*What is being asked*: For every line in the data below, check for the word "current", then state how many lines have it. Answer with the number only.

[Saved data entries]
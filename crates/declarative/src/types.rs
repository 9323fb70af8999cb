//! Core types for wanted/current state tracking

use crate::error::{Error, Result};
use serde::{Deserialize, Serialize};
use std::fmt;
use std::str::FromStr;

/// Map-typed resource kinds.
///
/// Each kind tracks a map from resource name to a boolean
/// "should be present/active" flag.
#[derive(Debug, Clone, Copy, PartialEq, Eq, Hash, PartialOrd, Ord, Serialize, Deserialize)]
#[serde(try_from = "String", into = "String")]
pub enum ResourceKind {
    /// Repository package (pacman)
    Package,
    /// AUR package (paru)
    AurPackage,
    /// System-wide systemd unit
    Service,
    /// Per-user systemd unit
    UserService,
    /// Unix group membership of the configured user
    Group,
    /// Entry in the locale definition file
    Locale,
}

impl ResourceKind {
    /// Every map-typed kind, in reconciliation order
    pub const ALL: [ResourceKind; 6] = [
        Self::Package,
        Self::AurPackage,
        Self::Service,
        Self::UserService,
        Self::Group,
        Self::Locale,
    ];

    /// Stable string form, also used in task ids
    pub fn as_str(&self) -> &'static str {
        match self {
            Self::Package => "package",
            Self::AurPackage => "aur-package",
            Self::Service => "service",
            Self::UserService => "user-service",
            Self::Group => "group",
            Self::Locale => "locale",
        }
    }

    /// The kind whose observed map backs this kind.
    ///
    /// AUR packages are observed through the same installed-package list
    /// as repository packages.
    pub fn observed_as(&self) -> Self {
        match self {
            Self::AurPackage => Self::Package,
            other => *other,
        }
    }

    /// Whether converging this kind needs an escalated session
    pub fn requires_privilege(&self) -> bool {
        !matches!(self, Self::UserService)
    }
}

impl fmt::Display for ResourceKind {
    fn fmt(&self, f: &mut fmt::Formatter<'_>) -> fmt::Result {
        f.write_str(self.as_str())
    }
}

impl FromStr for ResourceKind {
    type Err = Error;

    fn from_str(s: &str) -> Result<Self> {
        match s {
            "package" | "pkg" => Ok(Self::Package),
            "aur-package" | "aur" => Ok(Self::AurPackage),
            "service" => Ok(Self::Service),
            "user-service" | "service-user" => Ok(Self::UserService),
            "group" => Ok(Self::Group),
            "locale" => Ok(Self::Locale),
            other => Err(Error::UnknownKind(other.to_string())),
        }
    }
}

impl TryFrom<String> for ResourceKind {
    type Error = Error;

    fn try_from(value: String) -> Result<Self> {
        value.parse()
    }
}

impl From<ResourceKind> for String {
    fn from(kind: ResourceKind) -> Self {
        kind.as_str().to_string()
    }
}

/// Check that a resource name is safe to splice into a shell script.
///
/// Package, unit, group and locale names never need quoting; anything
/// outside `[A-Za-z0-9@._+:-]` is rejected.
pub fn validate_name(kind: ResourceKind, name: &str) -> Result<()> {
    let valid = !name.is_empty()
        && !name.starts_with('-')
        && name
            .chars()
            .all(|c| c.is_ascii_alphanumeric() || matches!(c, '@' | '.' | '_' | '+' | ':' | '-'));

    if valid {
        Ok(())
    } else {
        Err(Error::InvalidName {
            kind: kind.to_string(),
            name: name.to_string(),
        })
    }
}

/// A DNS provider known to the assistant
#[derive(Debug, Clone, PartialEq, Eq, Serialize, Deserialize)]
pub struct DnsProvider {
    pub name: String,
    pub description: String,
    pub ips: Vec<String>,
}

impl DnsProvider {
    /// Name of the provider meaning "whatever the network hands out"
    pub const DEFAULT_NAME: &'static str = "Default";

    fn entry(name: &str, description: &str, ip: &str) -> Self {
        Self {
            name: name.to_string(),
            description: description.to_string(),
            ips: vec![ip.to_string()],
        }
    }

    /// The ISP-provided default
    pub fn default_provider() -> Self {
        Self::entry(Self::DEFAULT_NAME, "Default DNS provided by your ISP", "0.0.0.0")
    }

    /// Known providers, default last
    pub fn catalogue() -> Vec<Self> {
        vec![
            Self::entry("Google", "Google Public DNS", "8.8.8.8"),
            Self::entry("Cloudflare", "Cloudflare Public DNS", "1.1.1.1"),
            Self::entry("Quad9", "Quad9 Public DNS", "9.9.9.9"),
            Self::default_provider(),
        ]
    }

    /// Look up a provider by name (case-insensitive)
    pub fn find(name: &str) -> Result<Self> {
        Self::catalogue()
            .into_iter()
            .find(|p| p.name.eq_ignore_ascii_case(name))
            .ok_or_else(|| Error::UnknownDnsProvider(name.to_string()))
    }

    /// Match an observed server address against the catalogue.
    ///
    /// Unknown addresses map to the default provider.
    pub fn from_server(ip: &str) -> Self {
        let ip = ip.trim();
        Self::catalogue()
            .into_iter()
            .find(|p| p.ips.iter().any(|known| known == ip))
            .unwrap_or_else(Self::default_provider)
    }

    pub fn is_default(&self) -> bool {
        self.name == Self::DEFAULT_NAME
    }
}

/// A login shell known to the assistant
#[derive(Debug, Clone, PartialEq, Eq, Serialize, Deserialize)]
pub struct LoginShell {
    pub name: String,
    /// Distribution package carrying sensible defaults for this shell
    #[serde(default)]
    pub default_settings: Option<String>,
}

impl LoginShell {
    fn entry(name: &str, default_settings: Option<&str>) -> Self {
        Self {
            name: name.to_string(),
            default_settings: default_settings.map(str::to_string),
        }
    }

    /// Known shells
    pub fn catalogue() -> Vec<Self> {
        vec![
            Self::entry("bash", Some("garuda-bash-settings")),
            Self::entry("zsh", Some("garuda-zsh-settings")),
            Self::entry("fish", Some("garuda-fish-settings")),
            Self::entry("sh", None),
        ]
    }

    /// Look up a shell by name
    pub fn find(name: &str) -> Result<Self> {
        Self::catalogue()
            .into_iter()
            .find(|s| s.name == name)
            .ok_or_else(|| Error::UnknownShell(name.to_string()))
    }
}

/// A singleton setting: one observed value and one optional override.
///
/// Unlike map-typed kinds, an override equal to the observed value is
/// kept; it simply produces no script.
#[derive(Debug, Clone, PartialEq, Eq, Serialize, Deserialize)]
pub struct Singleton<T> {
    pub current: Option<T>,
    pub wanted: Option<T>,
}

impl<T> Default for Singleton<T> {
    fn default() -> Self {
        Self {
            current: None,
            wanted: None,
        }
    }
}

impl<T: PartialEq> Singleton<T> {
    /// `wanted ?? current`
    pub fn effective(&self) -> Option<&T> {
        self.wanted.as_ref().or(self.current.as_ref())
    }

    /// The override, if it differs from what was observed
    pub fn pending(&self) -> Option<&T> {
        match (&self.wanted, &self.current) {
            (Some(wanted), Some(current)) if wanted == current => None,
            (wanted, _) => wanted.as_ref(),
        }
    }
}

/// Singleton settings of the "system settings" group
#[derive(Debug, Clone, Copy, PartialEq, Eq, Serialize, Deserialize)]
#[serde(rename_all = "kebab-case")]
pub enum Setting {
    Dns,
    Shell,
    Hblock,
    Iwd,
}

impl fmt::Display for Setting {
    fn fmt(&self, f: &mut fmt::Formatter<'_>) -> fmt::Result {
        f.write_str(match self {
            Self::Dns => "dns",
            Self::Shell => "shell",
            Self::Hblock => "hblock",
            Self::Iwd => "iwd",
        })
    }
}

/// A unit of work for the execution engine
#[derive(Debug, Clone, PartialEq, Eq, Serialize, Deserialize)]
pub struct Task {
    /// Unique identity used for deduplication and removal
    pub id: String,
    /// Lower values run first
    pub priority: i32,
    pub requires_privilege: bool,
    pub display_name: String,
    pub icon: String,
    pub script: String,
}

impl Task {
    pub fn new(
        id: impl Into<String>,
        priority: i32,
        requires_privilege: bool,
        display_name: impl Into<String>,
        icon: impl Into<String>,
        script: impl Into<String>,
    ) -> Self {
        Self {
            id: id.into(),
            priority,
            requires_privilege,
            display_name: display_name.into(),
            icon: icon.into(),
            script: script.into(),
        }
    }
}

#[cfg(test)]
mod tests {
    use super::*;

    #[test]
    fn test_kind_round_trips_through_str() {
        for kind in ResourceKind::ALL {
            assert_eq!(kind.as_str().parse::<ResourceKind>().unwrap(), kind);
        }
        assert_eq!("aur".parse::<ResourceKind>().unwrap(), ResourceKind::AurPackage);
        assert!(matches!(
            "kernel".parse::<ResourceKind>(),
            Err(Error::UnknownKind(_))
        ));
    }

    #[test]
    fn test_only_user_services_skip_privilege() {
        let unprivileged: Vec<_> = ResourceKind::ALL
            .into_iter()
            .filter(|k| !k.requires_privilege())
            .collect();
        assert_eq!(unprivileged, vec![ResourceKind::UserService]);
    }

    #[test]
    fn test_validate_name() {
        assert!(validate_name(ResourceKind::Package, "firefox").is_ok());
        assert!(validate_name(ResourceKind::Service, "systemd-oomd.service").is_ok());
        assert!(validate_name(ResourceKind::Service, "getty@tty1.service").is_ok());
        assert!(validate_name(ResourceKind::Locale, "de_DE.UTF-8").is_ok());
        assert!(validate_name(ResourceKind::Package, "g++").is_ok());

        assert!(validate_name(ResourceKind::Package, "").is_err());
        assert!(validate_name(ResourceKind::Package, "--noconfirm").is_err());
        assert!(validate_name(ResourceKind::Package, "foo; rm -rf /").is_err());
        assert!(validate_name(ResourceKind::Locale, "a/b").is_err());
        assert!(validate_name(ResourceKind::Group, "$(id)").is_err());
    }

    #[test]
    fn test_dns_from_server() {
        assert_eq!(DnsProvider::from_server("9.9.9.9").name, "Quad9");
        assert_eq!(DnsProvider::from_server(" 1.1.1.1\n").name, "Cloudflare");
        assert!(DnsProvider::from_server("1.2.3.4").is_default());
        assert!(DnsProvider::from_server("").is_default());
    }

    #[test]
    fn test_catalogue_lookup() {
        assert_eq!(DnsProvider::find("google").unwrap().ips, vec!["8.8.8.8"]);
        assert!(DnsProvider::find("nope").is_err());
        let zsh = LoginShell::find("zsh").unwrap();
        assert_eq!(zsh.name, "zsh");
        assert_eq!(zsh.default_settings.as_deref(), Some("garuda-zsh-settings"));
        assert_eq!(LoginShell::find("sh").unwrap().default_settings, None);
        assert!(matches!(LoginShell::find("tcsh"), Err(Error::UnknownShell(_))));
    }

    #[test]
    fn test_singleton_overlay() {
        let mut setting = Singleton {
            current: Some(false),
            wanted: None,
        };
        assert_eq!(setting.effective(), Some(&false));
        assert_eq!(setting.pending(), None);

        setting.wanted = Some(true);
        assert_eq!(setting.effective(), Some(&true));
        assert_eq!(setting.pending(), Some(&true));

        setting.wanted = Some(false);
        assert_eq!(setting.effective(), Some(&false));
        assert_eq!(setting.pending(), None);
    }
}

*Output of the task*: 8